Records from a data collection
◆ ◆ ◆
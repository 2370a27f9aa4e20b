//! Test doubles and common utilities for pool contract tests
//!
//! These wrap the in-memory store to count calls, inject failures, or force
//! concurrent callers to interleave at a chosen point.

#![allow(dead_code)]

use async_trait::async_trait;
use ipam_core::error::Result;
use ipam_core::{Address, AddressPool, AddressStore, Error, MemoryAddressStore, SwapOutcome};
use std::sync::Arc;
use std::sync::atomic::{AtomicUsize, Ordering};
use tokio::sync::Barrier;

/// A store that counts calls per operation
#[derive(Default)]
pub struct CountingStore {
    inner: MemoryAddressStore,
    find_all_calls: AtomicUsize,
    find_calls: AtomicUsize,
    save_calls: AtomicUsize,
    save_all_new_calls: AtomicUsize,
    swap_calls: AtomicUsize,
}

impl CountingStore {
    pub fn new() -> Self {
        Self::default()
    }

    pub fn find_calls(&self) -> usize {
        self.find_calls.load(Ordering::SeqCst)
    }

    pub fn save_calls(&self) -> usize {
        self.save_calls.load(Ordering::SeqCst)
    }

    pub fn save_all_new_calls(&self) -> usize {
        self.save_all_new_calls.load(Ordering::SeqCst)
    }

    pub fn swap_calls(&self) -> usize {
        self.swap_calls.load(Ordering::SeqCst)
    }

    /// Total number of write calls of any kind
    pub fn write_calls(&self) -> usize {
        self.save_calls() + self.save_all_new_calls() + self.swap_calls()
    }
}

#[async_trait]
impl AddressStore for CountingStore {
    async fn find_all(&self) -> Result<Vec<Address>> {
        self.find_all_calls.fetch_add(1, Ordering::SeqCst);
        self.inner.find_all().await
    }

    async fn find_by_ip(&self, ip: &str) -> Result<Option<Address>> {
        self.find_calls.fetch_add(1, Ordering::SeqCst);
        self.inner.find_by_ip(ip).await
    }

    async fn save(&self, address: &Address) -> Result<Address> {
        self.save_calls.fetch_add(1, Ordering::SeqCst);
        self.inner.save(address).await
    }

    async fn save_all_new(&self, addresses: &[Address]) -> Result<Vec<Address>> {
        self.save_all_new_calls.fetch_add(1, Ordering::SeqCst);
        self.inner.save_all_new(addresses).await
    }

    async fn compare_and_swap(&self, expected: &Address, updated: &Address) -> Result<SwapOutcome> {
        self.swap_calls.fetch_add(1, Ordering::SeqCst);
        self.inner.compare_and_swap(expected, updated).await
    }

    async fn flush(&self) -> Result<()> {
        Ok(())
    }
}

/// A store whose batch writes always fail
#[derive(Default)]
pub struct FailingBatchStore {
    inner: MemoryAddressStore,
}

#[async_trait]
impl AddressStore for FailingBatchStore {
    async fn find_all(&self) -> Result<Vec<Address>> {
        self.inner.find_all().await
    }

    async fn find_by_ip(&self, ip: &str) -> Result<Option<Address>> {
        self.inner.find_by_ip(ip).await
    }

    async fn save(&self, address: &Address) -> Result<Address> {
        self.inner.save(address).await
    }

    async fn save_all_new(&self, _addresses: &[Address]) -> Result<Vec<Address>> {
        Err(Error::store("disk full"))
    }

    async fn compare_and_swap(&self, expected: &Address, updated: &Address) -> Result<SwapOutcome> {
        self.inner.compare_and_swap(expected, updated).await
    }

    async fn flush(&self) -> Result<()> {
        Ok(())
    }
}

/// A store that holds every `find_by_ip` caller until `parties` callers
/// have read, so concurrent read-modify-write sequences overlap
pub struct BarrierStore {
    inner: MemoryAddressStore,
    barrier: Barrier,
}

impl BarrierStore {
    pub fn new(inner: MemoryAddressStore, parties: usize) -> Self {
        Self {
            inner,
            barrier: Barrier::new(parties),
        }
    }
}

#[async_trait]
impl AddressStore for BarrierStore {
    async fn find_all(&self) -> Result<Vec<Address>> {
        self.inner.find_all().await
    }

    async fn find_by_ip(&self, ip: &str) -> Result<Option<Address>> {
        let found = self.inner.find_by_ip(ip).await;
        self.barrier.wait().await;
        found
    }

    async fn save(&self, address: &Address) -> Result<Address> {
        self.inner.save(address).await
    }

    async fn save_all_new(&self, addresses: &[Address]) -> Result<Vec<Address>> {
        self.inner.save_all_new(addresses).await
    }

    async fn compare_and_swap(&self, expected: &Address, updated: &Address) -> Result<SwapOutcome> {
        self.inner.compare_and_swap(expected, updated).await
    }

    async fn flush(&self) -> Result<()> {
        Ok(())
    }
}

/// Pool over a fresh in-memory store
pub fn memory_pool() -> AddressPool {
    AddressPool::new(Arc::new(MemoryAddressStore::new()))
}

/// Pool over a counting store, returning both
pub fn counting_pool() -> (AddressPool, Arc<CountingStore>) {
    let store = Arc::new(CountingStore::new());
    (AddressPool::new(store.clone()), store)
}
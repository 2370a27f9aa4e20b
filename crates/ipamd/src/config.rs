//! Daemon configuration from environment variables

use anyhow::Result;
use ipam_core::{IpamConfig, PoolConfig, StoreConfig};
use std::net::SocketAddr;
use tracing::Level;

const DEFAULT_LISTEN_ADDR: &str = "127.0.0.1:8080";

/// Application configuration
#[derive(Debug, Clone)]
pub struct Config {
    pub listen_addr: String,
    pub store_type: String,
    pub store_path: Option<String>,
    pub max_range_size: Option<String>,
    pub log_level: String,
}

impl Config {
    /// Load configuration from environment variables
    pub fn from_env() -> Self {
        Self::from_lookup(|key| std::env::var(key).ok())
    }

    /// Load configuration through an arbitrary variable lookup
    pub fn from_lookup(lookup: impl Fn(&str) -> Option<String>) -> Self {
        Self {
            listen_addr: lookup("IPAM_LISTEN_ADDR")
                .unwrap_or_else(|| DEFAULT_LISTEN_ADDR.to_string()),
            store_type: lookup("IPAM_STORE_TYPE").unwrap_or_else(|| "memory".to_string()),
            store_path: lookup("IPAM_STORE_PATH"),
            max_range_size: lookup("IPAM_MAX_RANGE_SIZE"),
            log_level: lookup("IPAM_LOG_LEVEL").unwrap_or_else(|| "info".to_string()),
        }
    }

    /// Validate the configuration and build the core configuration from it
    pub fn validate(&self) -> Result<IpamConfig> {
        self.socket_addr()?;
        self.log_level()?;

        let store = match self.store_type.as_str() {
            "memory" => StoreConfig::Memory,
            "file" => match self.store_path.as_deref() {
                Some(path) if !path.trim().is_empty() => StoreConfig::File {
                    path: path.to_string(),
                },
                _ => anyhow::bail!(
                    "IPAM_STORE_PATH is required when IPAM_STORE_TYPE=file. \
                    Set it via: export IPAM_STORE_PATH=/var/lib/ipam/addresses.json"
                ),
            },
            other => anyhow::bail!(
                "IPAM_STORE_TYPE '{}' is not supported. Supported types: memory, file",
                other
            ),
        };

        let mut pool = PoolConfig::default();
        if let Some(raw) = &self.max_range_size {
            pool.max_range_size = raw.parse().map_err(|_| {
                anyhow::anyhow!(
                    "IPAM_MAX_RANGE_SIZE must be a positive integer. Got: {}",
                    raw
                )
            })?;
        }

        let config = IpamConfig { store, pool };
        config.validate()?;
        Ok(config)
    }

    /// Parsed listen address
    pub fn socket_addr(&self) -> Result<SocketAddr> {
        self.listen_addr.parse().map_err(|_| {
            anyhow::anyhow!(
                "IPAM_LISTEN_ADDR '{}' is not a valid socket address (e.g. 0.0.0.0:8080)",
                self.listen_addr
            )
        })
    }

    /// Parsed log level
    pub fn log_level(&self) -> Result<Level> {
        match self.log_level.to_lowercase().as_str() {
            "trace" => Ok(Level::TRACE),
            "debug" => Ok(Level::DEBUG),
            "info" => Ok(Level::INFO),
            "warn" => Ok(Level::WARN),
            "error" => Ok(Level::ERROR),
            _ => anyhow::bail!(
                "IPAM_LOG_LEVEL '{}' is not valid. \
                Valid levels: trace, debug, info, warn, error",
                self.log_level
            ),
        }
    }
}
◆ ◆ ◆
_DIRECTIONS FOR THIS TASK:_ Copy out the lines above word for word, stopping after the line containing "use std::sync::Arc;".

_ANSWER SECTION:_
repository 2370a27f9aa4e20b
//! Test doubles and common utilities for pool contract tests
//!
//! These wrap the in-memory store to count calls, inject failures, or force
//! concurrent callers to interleave at a chosen point.

#![allow(dead_code)]

use async_trait::async_trait;
use ipam_core::error::Result;
use ipam_core::{Address, AddressPool, AddressStore, Error, MemoryAddressStore, SwapOutcome};
use std::sync::Arc;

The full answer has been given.